● Work instructions: Given the records below, pull every line with the word "number" into the answer.

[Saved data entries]
□ □ □ □
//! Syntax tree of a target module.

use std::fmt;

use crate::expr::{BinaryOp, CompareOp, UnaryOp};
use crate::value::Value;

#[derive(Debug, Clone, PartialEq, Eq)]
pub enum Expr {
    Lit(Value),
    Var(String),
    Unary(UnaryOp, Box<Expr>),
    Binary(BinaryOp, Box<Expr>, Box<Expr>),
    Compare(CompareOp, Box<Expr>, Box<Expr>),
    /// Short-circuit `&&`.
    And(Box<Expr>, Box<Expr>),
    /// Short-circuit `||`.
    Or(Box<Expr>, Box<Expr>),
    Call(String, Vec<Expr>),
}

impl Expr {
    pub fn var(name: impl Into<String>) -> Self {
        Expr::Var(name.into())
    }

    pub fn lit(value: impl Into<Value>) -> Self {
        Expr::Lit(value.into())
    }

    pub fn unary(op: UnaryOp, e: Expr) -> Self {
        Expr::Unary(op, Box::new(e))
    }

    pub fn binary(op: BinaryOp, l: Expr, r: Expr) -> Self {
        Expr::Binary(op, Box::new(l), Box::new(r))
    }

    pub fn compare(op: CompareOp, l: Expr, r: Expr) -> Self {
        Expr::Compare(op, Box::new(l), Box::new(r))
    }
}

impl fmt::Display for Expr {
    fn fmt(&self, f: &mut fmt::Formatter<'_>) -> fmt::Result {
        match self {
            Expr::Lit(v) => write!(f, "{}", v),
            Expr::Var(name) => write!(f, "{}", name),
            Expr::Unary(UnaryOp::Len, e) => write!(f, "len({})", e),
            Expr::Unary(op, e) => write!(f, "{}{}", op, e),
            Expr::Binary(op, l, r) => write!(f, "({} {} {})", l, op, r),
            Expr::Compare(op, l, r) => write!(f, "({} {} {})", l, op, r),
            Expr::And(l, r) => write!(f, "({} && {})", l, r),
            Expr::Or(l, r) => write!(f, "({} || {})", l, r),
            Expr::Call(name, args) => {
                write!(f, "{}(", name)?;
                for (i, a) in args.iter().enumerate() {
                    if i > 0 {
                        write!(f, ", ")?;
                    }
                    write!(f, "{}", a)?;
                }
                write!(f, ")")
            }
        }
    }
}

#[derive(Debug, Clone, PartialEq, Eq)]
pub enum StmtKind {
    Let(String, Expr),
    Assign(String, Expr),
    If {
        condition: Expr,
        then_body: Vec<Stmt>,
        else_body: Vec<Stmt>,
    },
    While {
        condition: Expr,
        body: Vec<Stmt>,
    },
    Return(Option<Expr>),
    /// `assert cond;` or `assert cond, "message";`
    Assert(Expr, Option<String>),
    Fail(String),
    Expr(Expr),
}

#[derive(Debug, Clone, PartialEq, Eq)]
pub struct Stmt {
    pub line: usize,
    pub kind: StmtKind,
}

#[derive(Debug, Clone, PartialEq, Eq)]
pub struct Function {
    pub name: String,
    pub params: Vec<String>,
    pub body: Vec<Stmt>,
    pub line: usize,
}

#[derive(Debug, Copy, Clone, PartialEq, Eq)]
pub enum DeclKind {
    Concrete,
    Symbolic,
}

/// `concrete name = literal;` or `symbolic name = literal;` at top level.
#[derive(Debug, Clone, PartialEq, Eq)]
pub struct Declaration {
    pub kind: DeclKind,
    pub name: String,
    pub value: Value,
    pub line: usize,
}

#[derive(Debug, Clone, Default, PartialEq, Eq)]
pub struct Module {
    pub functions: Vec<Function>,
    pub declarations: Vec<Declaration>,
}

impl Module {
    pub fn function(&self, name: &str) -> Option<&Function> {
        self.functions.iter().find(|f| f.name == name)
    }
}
□ □ □ □
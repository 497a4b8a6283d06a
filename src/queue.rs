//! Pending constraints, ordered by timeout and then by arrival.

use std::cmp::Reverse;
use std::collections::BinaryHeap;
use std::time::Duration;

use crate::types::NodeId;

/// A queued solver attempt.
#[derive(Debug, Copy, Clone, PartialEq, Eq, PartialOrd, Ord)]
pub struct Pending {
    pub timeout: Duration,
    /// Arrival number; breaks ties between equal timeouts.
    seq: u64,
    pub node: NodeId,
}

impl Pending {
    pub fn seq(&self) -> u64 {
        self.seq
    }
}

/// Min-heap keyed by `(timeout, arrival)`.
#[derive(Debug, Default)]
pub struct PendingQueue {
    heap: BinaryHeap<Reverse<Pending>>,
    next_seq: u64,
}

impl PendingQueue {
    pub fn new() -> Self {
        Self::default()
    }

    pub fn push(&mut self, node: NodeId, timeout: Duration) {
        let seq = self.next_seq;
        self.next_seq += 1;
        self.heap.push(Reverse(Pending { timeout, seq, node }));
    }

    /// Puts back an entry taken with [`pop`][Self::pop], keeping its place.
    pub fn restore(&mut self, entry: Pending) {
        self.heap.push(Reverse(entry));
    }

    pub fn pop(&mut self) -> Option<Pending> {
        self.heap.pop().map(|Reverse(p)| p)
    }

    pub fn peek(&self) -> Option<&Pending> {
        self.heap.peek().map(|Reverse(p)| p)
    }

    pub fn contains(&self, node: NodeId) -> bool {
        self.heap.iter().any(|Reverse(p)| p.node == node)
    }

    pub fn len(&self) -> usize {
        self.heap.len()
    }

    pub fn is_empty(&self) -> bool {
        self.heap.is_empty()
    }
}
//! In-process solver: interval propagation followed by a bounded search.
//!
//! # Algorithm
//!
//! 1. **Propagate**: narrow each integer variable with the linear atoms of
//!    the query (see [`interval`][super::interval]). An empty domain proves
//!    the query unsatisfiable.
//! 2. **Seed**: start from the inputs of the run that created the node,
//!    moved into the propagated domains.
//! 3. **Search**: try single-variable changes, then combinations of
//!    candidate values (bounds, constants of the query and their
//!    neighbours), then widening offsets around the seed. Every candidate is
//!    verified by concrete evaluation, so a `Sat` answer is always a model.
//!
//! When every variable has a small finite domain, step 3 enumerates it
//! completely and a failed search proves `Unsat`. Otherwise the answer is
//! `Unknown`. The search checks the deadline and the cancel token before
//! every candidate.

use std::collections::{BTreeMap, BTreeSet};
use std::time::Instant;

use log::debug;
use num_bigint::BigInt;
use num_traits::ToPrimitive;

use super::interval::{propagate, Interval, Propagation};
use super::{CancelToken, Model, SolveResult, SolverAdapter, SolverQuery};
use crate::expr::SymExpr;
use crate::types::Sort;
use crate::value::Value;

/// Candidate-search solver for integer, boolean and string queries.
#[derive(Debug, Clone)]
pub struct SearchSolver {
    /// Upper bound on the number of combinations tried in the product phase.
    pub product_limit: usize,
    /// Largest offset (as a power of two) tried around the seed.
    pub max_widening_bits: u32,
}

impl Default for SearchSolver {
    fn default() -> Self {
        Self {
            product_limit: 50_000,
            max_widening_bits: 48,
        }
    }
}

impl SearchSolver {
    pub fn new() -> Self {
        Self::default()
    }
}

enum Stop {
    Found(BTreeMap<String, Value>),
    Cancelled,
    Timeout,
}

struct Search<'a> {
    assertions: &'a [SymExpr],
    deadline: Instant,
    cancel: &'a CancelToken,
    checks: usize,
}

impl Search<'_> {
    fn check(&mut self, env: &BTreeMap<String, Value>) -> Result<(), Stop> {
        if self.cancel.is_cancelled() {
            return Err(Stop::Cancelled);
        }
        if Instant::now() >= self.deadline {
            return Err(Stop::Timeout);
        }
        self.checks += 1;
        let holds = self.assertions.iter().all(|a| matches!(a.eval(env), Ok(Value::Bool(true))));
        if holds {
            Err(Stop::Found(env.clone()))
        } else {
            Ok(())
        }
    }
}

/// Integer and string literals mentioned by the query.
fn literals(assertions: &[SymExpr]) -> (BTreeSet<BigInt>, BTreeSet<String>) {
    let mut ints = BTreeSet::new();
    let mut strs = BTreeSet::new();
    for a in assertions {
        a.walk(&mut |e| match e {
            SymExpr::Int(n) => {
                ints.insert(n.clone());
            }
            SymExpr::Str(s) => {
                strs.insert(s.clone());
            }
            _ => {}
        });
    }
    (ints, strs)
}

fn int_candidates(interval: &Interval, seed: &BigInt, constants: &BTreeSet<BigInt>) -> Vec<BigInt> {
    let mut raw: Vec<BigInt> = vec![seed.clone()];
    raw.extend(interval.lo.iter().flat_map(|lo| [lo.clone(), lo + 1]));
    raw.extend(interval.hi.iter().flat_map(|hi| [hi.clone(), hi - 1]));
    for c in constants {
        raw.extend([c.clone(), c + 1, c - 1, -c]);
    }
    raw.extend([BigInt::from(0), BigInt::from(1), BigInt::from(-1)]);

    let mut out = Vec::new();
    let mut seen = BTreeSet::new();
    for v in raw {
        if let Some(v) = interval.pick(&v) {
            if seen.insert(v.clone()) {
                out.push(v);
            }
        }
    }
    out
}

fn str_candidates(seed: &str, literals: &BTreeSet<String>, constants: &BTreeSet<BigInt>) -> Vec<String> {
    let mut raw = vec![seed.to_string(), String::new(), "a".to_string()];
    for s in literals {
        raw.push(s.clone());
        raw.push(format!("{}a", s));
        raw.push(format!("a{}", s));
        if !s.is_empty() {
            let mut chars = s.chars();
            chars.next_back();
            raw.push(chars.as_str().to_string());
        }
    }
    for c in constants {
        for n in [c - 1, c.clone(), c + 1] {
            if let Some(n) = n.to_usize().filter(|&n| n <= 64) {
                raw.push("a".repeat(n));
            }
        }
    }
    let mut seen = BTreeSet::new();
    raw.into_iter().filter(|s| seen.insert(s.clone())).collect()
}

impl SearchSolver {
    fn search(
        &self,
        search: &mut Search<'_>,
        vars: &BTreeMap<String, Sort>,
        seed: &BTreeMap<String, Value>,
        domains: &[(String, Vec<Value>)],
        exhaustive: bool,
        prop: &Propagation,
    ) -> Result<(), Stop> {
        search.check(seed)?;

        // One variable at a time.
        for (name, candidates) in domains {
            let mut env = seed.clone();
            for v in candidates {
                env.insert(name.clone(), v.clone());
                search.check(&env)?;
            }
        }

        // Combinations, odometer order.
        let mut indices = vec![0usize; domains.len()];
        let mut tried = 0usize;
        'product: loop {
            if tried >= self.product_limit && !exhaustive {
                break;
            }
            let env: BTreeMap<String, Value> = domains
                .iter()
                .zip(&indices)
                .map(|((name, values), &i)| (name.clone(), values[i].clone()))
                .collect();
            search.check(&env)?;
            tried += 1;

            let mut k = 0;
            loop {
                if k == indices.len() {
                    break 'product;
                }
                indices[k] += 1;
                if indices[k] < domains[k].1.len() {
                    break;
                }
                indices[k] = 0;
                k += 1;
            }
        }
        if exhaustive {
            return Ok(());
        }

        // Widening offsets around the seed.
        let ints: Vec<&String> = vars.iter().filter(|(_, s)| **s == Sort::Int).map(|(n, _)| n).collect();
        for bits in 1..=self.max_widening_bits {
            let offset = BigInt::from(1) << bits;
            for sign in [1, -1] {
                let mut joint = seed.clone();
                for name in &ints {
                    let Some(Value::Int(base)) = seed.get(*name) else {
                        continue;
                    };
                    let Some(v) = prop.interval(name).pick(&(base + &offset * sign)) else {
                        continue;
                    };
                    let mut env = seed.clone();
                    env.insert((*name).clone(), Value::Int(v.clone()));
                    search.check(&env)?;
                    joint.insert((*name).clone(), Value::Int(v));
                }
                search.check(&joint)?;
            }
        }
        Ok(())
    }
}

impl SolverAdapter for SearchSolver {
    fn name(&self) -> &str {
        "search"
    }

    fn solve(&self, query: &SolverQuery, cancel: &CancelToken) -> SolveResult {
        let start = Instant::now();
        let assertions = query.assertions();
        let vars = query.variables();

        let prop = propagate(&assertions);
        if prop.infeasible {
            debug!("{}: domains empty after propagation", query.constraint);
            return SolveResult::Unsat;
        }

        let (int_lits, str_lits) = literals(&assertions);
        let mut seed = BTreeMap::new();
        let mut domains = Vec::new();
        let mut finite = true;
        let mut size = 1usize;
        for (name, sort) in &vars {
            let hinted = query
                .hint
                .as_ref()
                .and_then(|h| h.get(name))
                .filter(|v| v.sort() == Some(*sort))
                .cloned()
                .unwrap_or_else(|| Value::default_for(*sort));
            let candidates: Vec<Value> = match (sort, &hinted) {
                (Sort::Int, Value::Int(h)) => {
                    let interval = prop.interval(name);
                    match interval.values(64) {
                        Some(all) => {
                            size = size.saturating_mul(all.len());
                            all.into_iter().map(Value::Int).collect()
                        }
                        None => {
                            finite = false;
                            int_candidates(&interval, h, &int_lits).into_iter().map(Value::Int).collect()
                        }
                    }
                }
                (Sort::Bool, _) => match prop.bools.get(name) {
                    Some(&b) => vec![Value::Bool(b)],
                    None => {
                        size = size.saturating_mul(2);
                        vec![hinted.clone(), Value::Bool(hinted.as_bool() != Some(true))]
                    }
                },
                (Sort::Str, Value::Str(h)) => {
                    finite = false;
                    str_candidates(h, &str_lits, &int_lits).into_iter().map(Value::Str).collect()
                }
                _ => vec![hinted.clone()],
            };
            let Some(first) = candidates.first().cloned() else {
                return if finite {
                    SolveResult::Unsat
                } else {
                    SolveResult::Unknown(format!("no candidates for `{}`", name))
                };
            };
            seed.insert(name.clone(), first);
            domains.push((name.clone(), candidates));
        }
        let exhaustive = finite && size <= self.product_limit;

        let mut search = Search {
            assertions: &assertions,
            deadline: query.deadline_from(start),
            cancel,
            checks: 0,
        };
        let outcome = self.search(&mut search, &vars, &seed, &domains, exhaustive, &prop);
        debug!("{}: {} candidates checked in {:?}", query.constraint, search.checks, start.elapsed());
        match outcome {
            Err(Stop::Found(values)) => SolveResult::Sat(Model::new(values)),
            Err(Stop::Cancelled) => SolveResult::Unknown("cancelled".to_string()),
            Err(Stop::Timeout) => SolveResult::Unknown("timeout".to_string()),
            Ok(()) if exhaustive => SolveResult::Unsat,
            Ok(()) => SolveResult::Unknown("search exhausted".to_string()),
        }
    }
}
□ □ □ □
● Answer to this problem:
    /// Arrival number; breaks ties between equal timeouts.
    /// Upper bound on the number of combinations tried in the product phase.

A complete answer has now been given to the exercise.